We were completely blown away. This is the kind of thing that can change your life and it did for me. Now when I think back about this, I almost can’t believe how lucky I was to be there. Did I mention I saw Derek Trucks play live at this same concert too?
Watching all these amazing people after just playing guitar for about 4 years was a really surreal experience for me. Such virtuosity and thus began my quest to understand more of the music I heard. It would take years and in fact is still a continuing quest.
- Yngwie Malmsteen
- Paco De Lucia
- Pat Martino
- Al DiMeola
- John McLaughlin
- Frank Gambale
- Paul Gilbert
- John Petrucci
These are some of the famous guitarists that have used speed as a part of their distinctive guitar styles. We admire these players because not only they play fast but they play with musical taste. They all achieve their speed using different techniques. Some pick, some play fingerstyle, some use alternate picking, some use economy and sweep picking. The techniques themselves may differ but there are certain principles that these players use.

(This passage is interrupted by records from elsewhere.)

//! Storage-slot derivation for the legacy ERC-20 ETH contract.
//!
//! Layout (see `contracts/LegacyERC20ETH`):
//!   slot 0: `mapping(address => uint256) balances`
//!   slot 1: `mapping(address => mapping(address => uint256)) allowances`
//!   slot 2: `uint256 totalSupply`
//!   slots 3..=6: name, symbol, decimals, bridge — plain scalars
//!
//! Mapping entries live at `keccak256(leftPad32(key) ‖ leftPad32(slot))`.

use alloy_primitives::{Address, Keccak256, B256, U256};

/// Slot index of the balances mapping.
const BALANCES_SLOT: u64 = 0;
/// Slot index of the allowances mapping.
const ALLOWANCES_SLOT: u64 = 1;
/// Slot index of the totalSupply scalar.
const TOTAL_SUPPLY_SLOT: u64 = 2;

/// Scalar slots of the legacy ERC-20 contract that hold non-balance values
/// and are left alone by the migration: totalSupply, name, symbol, decimals,
/// and the bridge address.
pub const IGNORED_SLOTS: [B256; 5] = [
    u64_slot(2),
    u64_slot(3),
    u64_slot(4),
    u64_slot(5),
    u64_slot(6),
];

const fn u64_slot(n: u64) -> B256 {
    let mut out = [0u8; 32];
    let be = n.to_be_bytes();
    let mut i = 0;
    while i < 8 {
        out[24 + i] = be[i];
        i += 1;
    }
    B256::new(out)
}

/// Whether `slot` is one of the fixed scalar slots the migration skips.
pub fn is_ignored_slot(slot: &B256) -> bool {
    IGNORED_SLOTS.contains(slot)
}

/// Storage slot holding `balances[addr]`:
/// `keccak256(leftPad32(addr) ‖ leftPad32(0))`.
pub fn balance_slot(addr: Address) -> B256 {
    mapping_slot(encode_address(addr), u64_slot(BALANCES_SLOT))
}

/// Storage slot holding `allowances[owner][spender]`. Nested mapping: the
/// inner slot is derived from the owner, the outer from the spender.
pub fn allowance_slot(owner: Address, spender: Address) -> B256 {
    let inner = mapping_slot(encode_address(owner), u64_slot(ALLOWANCES_SLOT));
    mapping_slot(encode_address(spender), inner)
}

/// Storage slot of the legacy totalSupply scalar: `leftPad32(2)`.
pub fn total_supply_slot() -> B256 {
    u64_slot(TOTAL_SUPPLY_SLOT)
}

fn mapping_slot(key: B256, slot: B256) -> B256 {
    let mut hasher = Keccak256::new();
    hasher.update(key.as_slice());
    hasher.update(slot.as_slice());
    hasher.finalize()
}

/// Encode an address into a storage word (left-padded).
pub fn encode_address(addr: Address) -> B256 {
    let mut bytes = [0u8; 32];
    bytes[12..32].copy_from_slice(addr.as_slice());
    B256::from(bytes)
}

/// Decode an address from a storage word (left-padded with zeros).
pub fn decode_address(value: B256) -> Address {
    Address::from_slice(&value[12..32])
}

/// Interpret a storage word as a big-endian unsigned integer.
pub fn decode_u256(value: B256) -> U256 {
    U256::from_be_bytes(value.0)
}

/// Encode an unsigned integer into a storage word.
pub fn encode_u256(value: U256) -> B256 {
    B256::from(value.to_be_bytes())
}

#[cfg(test)]
mod tests {
    use super::*;
    use alloy_primitives::{address, b256};

    fn addr(n: u8) -> Address {
        Address::from([n; 20])
    }

    #[test]
    fn test_balance_slot_matches_preimage() {
        // balanceSlot(A) == keccak256(leftPad32(A) ++ leftPad32(0))
        let a = Address::with_last_byte(1);
        let mut hasher = Keccak256::new();
        let mut preimage = [0u8; 64];
        preimage[12..32].copy_from_slice(a.as_slice());
        hasher.update(preimage);
        assert_eq!(balance_slot(a), hasher.finalize());
    }

    #[test]
    fn test_allowance_slot_matches_preimage() {
        let owner = addr(1);
        let spender = addr(2);

        let mut inner = Keccak256::new();
        inner.update(encode_address(owner).as_slice());
        inner.update(u64_slot(1).as_slice());
        let inner = inner.finalize();

        let mut outer = Keccak256::new();
        outer.update(encode_address(spender).as_slice());
        outer.update(inner.as_slice());

        assert_eq!(allowance_slot(owner, spender), outer.finalize());
    }

    #[test]
    fn test_total_supply_slot_is_two() {
        assert_eq!(
            total_supply_slot(),
            b256!("0000000000000000000000000000000000000000000000000000000000000002")
        );
    }

    #[test]
    fn test_ignored_slots_cover_scalars() {
        assert_eq!(IGNORED_SLOTS.len(), 5);
        assert!(is_ignored_slot(&total_supply_slot()));
        assert!(is_ignored_slot(&u64_slot(6)));
        assert!(!is_ignored_slot(&u64_slot(0)));
        assert!(!is_ignored_slot(&balance_slot(addr(1))));
    }

    #[test]
    fn test_distinct_addresses_get_distinct_slots() {
        assert_ne!(balance_slot(addr(1)), balance_slot(addr(2)));
        assert_ne!(allowance_slot(addr(1), addr(2)), allowance_slot(addr(2), addr(1)));
        assert_ne!(balance_slot(addr(1)), allowance_slot(addr(1), addr(1)));
    }

    #[test]
    fn test_encode_decode_address_round_trip() {
        let a = address!("f39Fd6e51aad88F6F4ce6aB8827279cffFb92266");
        assert_eq!(decode_address(encode_address(a)), a);
    }

    #[test]
    fn test_decode_u256() {
        let word = b256!("00000000000000000000000000000000000000000000000000000000000000ff");
        assert_eq!(decode_u256(word), U256::from(255u64));
        assert_eq!(encode_u256(U256::from(255u64)), word);
    }
}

This blog post is not meant to be a complete guide. It’s more like stepping stones that may open up ideas you may have not explored or at least considered in awhile.
Here are 11 key concepts to help you play fast on guitar:
Are you moving too much? Do you use big strums when all you need is a small strumming movement? Economy helps you achieve speed so record yourself so you can see how your movement is like. What you need to remember about economy in movement is that the economy must come from relaxation and not tension. You might hurt yourself by forcing yourself to tense up to do small movements for the sake of economy.
One of my heroes for this topic is Philip Hii, an amazing classical guitarist who wrote a book about the art of virtuosity. If you’re curious, check it out. I strongly recommend all his books.
2. Relaxed hands
This is really one of the most important things in playing fast. Try to make your fingers into a fist as if you are about to punch something. Now try to move your hands around. After that, try to keep your fingers loose and free and move them around. What do you notice? Which hand position seems more rigid or stiff?
For most people keeping your hands open and free make it easier for you to move. If your hands are tense, you’ll have a harder time to move fast and fluidly.
Remember. Be relaxed. Breathe.
Sometimes guitarists think that their picking hand or fretting hand is too slow. At times, it might actually be a lack of coordination. Speed is not only moving fast but synchronizing both hands precisely.
4. Choose your technique
This is something that I learned from one of my Berklee teachers, slide guitar guru David Tronzo. Sometimes people use every possible technique but are unable to do any effectively. David Tronzo suggested that everyone should choose their main technique. By choosing what is your main technique (fingerstyle, pickstyle, thumb) you can develop it further and refine it. This focus and refinement can make a difference when you want to play fast. For example, my main technique is fingerstyle guitar based on classical guitar technique. Although I do play with a pick and am familiar with that technique, it’s still my secondary technique. For most of my work, I play fingerstyle.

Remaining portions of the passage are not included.